--- MATERIAL PROVIDED Enclosed Below ---
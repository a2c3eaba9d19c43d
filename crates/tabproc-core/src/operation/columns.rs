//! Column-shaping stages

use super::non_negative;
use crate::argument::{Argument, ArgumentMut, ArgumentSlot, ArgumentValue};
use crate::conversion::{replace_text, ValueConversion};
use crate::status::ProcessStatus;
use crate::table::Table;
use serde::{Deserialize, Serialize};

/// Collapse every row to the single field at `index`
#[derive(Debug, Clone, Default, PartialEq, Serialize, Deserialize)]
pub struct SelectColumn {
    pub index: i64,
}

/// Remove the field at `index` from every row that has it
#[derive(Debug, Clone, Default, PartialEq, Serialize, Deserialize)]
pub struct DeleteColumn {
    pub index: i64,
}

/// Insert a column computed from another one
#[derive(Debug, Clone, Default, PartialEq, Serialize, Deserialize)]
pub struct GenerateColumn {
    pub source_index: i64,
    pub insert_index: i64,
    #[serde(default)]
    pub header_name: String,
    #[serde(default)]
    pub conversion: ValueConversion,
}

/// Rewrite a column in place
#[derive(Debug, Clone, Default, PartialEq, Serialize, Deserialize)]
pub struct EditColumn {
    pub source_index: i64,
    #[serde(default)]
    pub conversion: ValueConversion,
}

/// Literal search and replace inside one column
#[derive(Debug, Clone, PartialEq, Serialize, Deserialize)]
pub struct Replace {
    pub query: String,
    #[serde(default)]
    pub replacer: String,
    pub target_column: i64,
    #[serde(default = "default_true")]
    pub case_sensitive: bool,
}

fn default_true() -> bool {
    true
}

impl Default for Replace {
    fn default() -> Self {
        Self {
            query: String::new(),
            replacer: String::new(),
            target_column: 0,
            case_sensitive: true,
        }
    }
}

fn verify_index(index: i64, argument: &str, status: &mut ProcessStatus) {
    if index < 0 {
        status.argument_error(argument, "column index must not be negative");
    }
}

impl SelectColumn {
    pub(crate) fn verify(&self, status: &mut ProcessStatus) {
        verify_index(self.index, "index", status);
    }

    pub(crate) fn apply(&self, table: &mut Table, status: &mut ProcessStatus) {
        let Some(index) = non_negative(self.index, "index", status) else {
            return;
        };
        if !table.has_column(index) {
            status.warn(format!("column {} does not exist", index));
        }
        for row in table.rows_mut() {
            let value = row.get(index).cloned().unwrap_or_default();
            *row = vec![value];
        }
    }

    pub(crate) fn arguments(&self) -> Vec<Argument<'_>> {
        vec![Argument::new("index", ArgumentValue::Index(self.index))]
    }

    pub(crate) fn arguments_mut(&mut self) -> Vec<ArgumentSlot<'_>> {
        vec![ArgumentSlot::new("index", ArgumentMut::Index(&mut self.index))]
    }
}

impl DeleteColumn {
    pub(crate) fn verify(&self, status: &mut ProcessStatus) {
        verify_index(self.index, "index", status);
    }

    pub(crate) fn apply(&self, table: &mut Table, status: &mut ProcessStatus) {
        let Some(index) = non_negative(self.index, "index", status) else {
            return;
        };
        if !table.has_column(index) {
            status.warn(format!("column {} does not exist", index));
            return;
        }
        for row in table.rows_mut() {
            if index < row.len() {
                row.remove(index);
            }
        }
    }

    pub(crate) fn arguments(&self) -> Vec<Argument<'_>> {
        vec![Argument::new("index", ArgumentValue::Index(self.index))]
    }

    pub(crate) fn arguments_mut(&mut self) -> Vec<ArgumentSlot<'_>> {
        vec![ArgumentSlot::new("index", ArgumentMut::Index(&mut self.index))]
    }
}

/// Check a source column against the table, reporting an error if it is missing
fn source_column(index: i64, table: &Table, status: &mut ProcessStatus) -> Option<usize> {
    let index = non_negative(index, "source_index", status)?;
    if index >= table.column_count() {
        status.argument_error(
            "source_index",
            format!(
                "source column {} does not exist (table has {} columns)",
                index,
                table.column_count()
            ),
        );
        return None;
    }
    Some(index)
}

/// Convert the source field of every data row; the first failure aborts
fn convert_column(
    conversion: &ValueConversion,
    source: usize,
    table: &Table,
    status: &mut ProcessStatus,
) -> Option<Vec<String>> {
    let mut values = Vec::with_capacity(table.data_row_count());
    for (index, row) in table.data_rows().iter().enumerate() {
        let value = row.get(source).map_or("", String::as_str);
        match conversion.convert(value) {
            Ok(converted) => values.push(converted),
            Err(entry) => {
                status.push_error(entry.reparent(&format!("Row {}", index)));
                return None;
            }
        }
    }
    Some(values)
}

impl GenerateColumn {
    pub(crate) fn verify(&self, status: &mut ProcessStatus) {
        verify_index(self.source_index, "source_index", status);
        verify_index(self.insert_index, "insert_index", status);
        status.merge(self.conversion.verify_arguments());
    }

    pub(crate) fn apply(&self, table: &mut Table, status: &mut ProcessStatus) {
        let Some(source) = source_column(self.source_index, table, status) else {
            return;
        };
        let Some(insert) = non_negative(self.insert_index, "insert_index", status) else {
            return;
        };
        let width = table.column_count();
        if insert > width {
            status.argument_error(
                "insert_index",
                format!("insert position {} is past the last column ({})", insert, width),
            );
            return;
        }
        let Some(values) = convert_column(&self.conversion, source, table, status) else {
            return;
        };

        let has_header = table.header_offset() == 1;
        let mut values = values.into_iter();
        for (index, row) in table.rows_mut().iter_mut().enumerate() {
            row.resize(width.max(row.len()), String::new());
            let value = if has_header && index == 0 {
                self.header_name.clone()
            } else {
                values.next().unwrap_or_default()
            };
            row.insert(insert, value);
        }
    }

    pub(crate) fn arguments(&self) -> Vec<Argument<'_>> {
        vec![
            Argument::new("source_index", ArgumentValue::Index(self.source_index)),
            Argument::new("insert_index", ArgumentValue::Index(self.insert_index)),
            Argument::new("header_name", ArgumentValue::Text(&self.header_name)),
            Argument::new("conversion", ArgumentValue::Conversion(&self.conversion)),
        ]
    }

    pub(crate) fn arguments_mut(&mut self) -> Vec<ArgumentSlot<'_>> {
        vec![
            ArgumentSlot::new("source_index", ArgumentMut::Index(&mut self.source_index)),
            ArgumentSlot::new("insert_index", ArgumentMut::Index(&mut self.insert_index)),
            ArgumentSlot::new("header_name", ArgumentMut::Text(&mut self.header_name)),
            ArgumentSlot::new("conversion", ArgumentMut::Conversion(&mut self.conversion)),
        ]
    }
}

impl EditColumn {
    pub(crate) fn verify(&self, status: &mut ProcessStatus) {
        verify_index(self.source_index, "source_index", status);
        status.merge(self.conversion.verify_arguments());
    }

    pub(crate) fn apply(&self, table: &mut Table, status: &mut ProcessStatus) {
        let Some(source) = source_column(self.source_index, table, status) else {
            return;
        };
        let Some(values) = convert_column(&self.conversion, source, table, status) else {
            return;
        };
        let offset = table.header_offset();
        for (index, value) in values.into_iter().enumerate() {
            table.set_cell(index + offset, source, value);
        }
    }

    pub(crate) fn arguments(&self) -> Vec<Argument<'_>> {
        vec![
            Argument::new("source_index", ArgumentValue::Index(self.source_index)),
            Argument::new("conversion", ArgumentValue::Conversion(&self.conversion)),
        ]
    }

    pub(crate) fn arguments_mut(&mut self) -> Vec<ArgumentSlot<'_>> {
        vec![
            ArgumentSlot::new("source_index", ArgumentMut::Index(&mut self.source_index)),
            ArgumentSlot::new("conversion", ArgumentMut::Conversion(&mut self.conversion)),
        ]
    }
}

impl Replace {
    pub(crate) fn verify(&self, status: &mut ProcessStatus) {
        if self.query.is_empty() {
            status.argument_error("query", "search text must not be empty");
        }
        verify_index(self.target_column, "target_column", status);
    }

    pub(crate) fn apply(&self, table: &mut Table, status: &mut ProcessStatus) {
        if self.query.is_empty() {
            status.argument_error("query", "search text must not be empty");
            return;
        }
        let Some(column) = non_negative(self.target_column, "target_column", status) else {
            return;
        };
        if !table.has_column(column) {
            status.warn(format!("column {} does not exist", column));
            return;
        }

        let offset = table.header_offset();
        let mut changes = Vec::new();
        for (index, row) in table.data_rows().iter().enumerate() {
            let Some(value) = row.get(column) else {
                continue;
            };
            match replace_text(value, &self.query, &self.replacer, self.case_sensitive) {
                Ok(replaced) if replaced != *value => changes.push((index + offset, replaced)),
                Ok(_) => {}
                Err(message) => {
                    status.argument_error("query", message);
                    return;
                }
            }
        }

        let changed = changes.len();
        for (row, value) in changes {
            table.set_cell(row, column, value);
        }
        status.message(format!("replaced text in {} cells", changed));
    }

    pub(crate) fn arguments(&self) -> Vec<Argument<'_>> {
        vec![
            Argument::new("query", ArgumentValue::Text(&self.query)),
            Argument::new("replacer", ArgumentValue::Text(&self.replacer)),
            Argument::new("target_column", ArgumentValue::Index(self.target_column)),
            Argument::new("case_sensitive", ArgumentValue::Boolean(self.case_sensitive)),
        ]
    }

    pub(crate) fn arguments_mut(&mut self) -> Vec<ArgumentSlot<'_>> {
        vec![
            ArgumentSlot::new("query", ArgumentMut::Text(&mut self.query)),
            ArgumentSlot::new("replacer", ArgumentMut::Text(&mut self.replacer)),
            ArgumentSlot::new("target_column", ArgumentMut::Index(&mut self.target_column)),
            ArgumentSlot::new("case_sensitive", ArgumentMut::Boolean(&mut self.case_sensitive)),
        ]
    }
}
--- End of Enclosed MATERIAL PROVIDED ---
PROBLEM TO WORK ON
Beginning at the top of the data, extract each line through the line containing "fn default() ->" and return those lines exactly, with nothing added.

SOLUTION
repository a2c3eaba9d19c43d
filename crates/tabproc-core/src/operation/columns.rs
//! Column-shaping stages

use super::non_negative;
use crate::argument::{Argument, ArgumentMut, ArgumentSlot, ArgumentValue};
use crate::conversion::{replace_text, ValueConversion};
use crate::status::ProcessStatus;
use crate::table::Table;
use serde::{Deserialize, Serialize};

/// Collapse every row to the single field at `index`
#[derive(Debug, Clone, Default, PartialEq, Serialize, Deserialize)]
pub struct SelectColumn {
    pub index: i64,
}

/// Remove the field at `index` from every row that has it
#[derive(Debug, Clone, Default, PartialEq, Serialize, Deserialize)]
pub struct DeleteColumn {
    pub index: i64,
}

/// Insert a column computed from another one
#[derive(Debug, Clone, Default, PartialEq, Serialize, Deserialize)]
pub struct GenerateColumn {
    pub source_index: i64,
    pub insert_index: i64,
    #[serde(default)]
    pub header_name: String,
    #[serde(default)]
    pub conversion: ValueConversion,
}

/// Rewrite a column in place
#[derive(Debug, Clone, Default, PartialEq, Serialize, Deserialize)]
pub struct EditColumn {
    pub source_index: i64,
    #[serde(default)]
    pub conversion: ValueConversion,
}

/// Literal search and replace inside one column
#[derive(Debug, Clone, PartialEq, Serialize, Deserialize)]
pub struct Replace {
    pub query: String,
    #[serde(default)]
    pub replacer: String,
    pub target_column: i64,
    #[serde(default = "default_true")]
    pub case_sensitive: bool,
}

fn default_true() -> bool {
    true
}

impl Default for Replace {
    fn default() -> Self {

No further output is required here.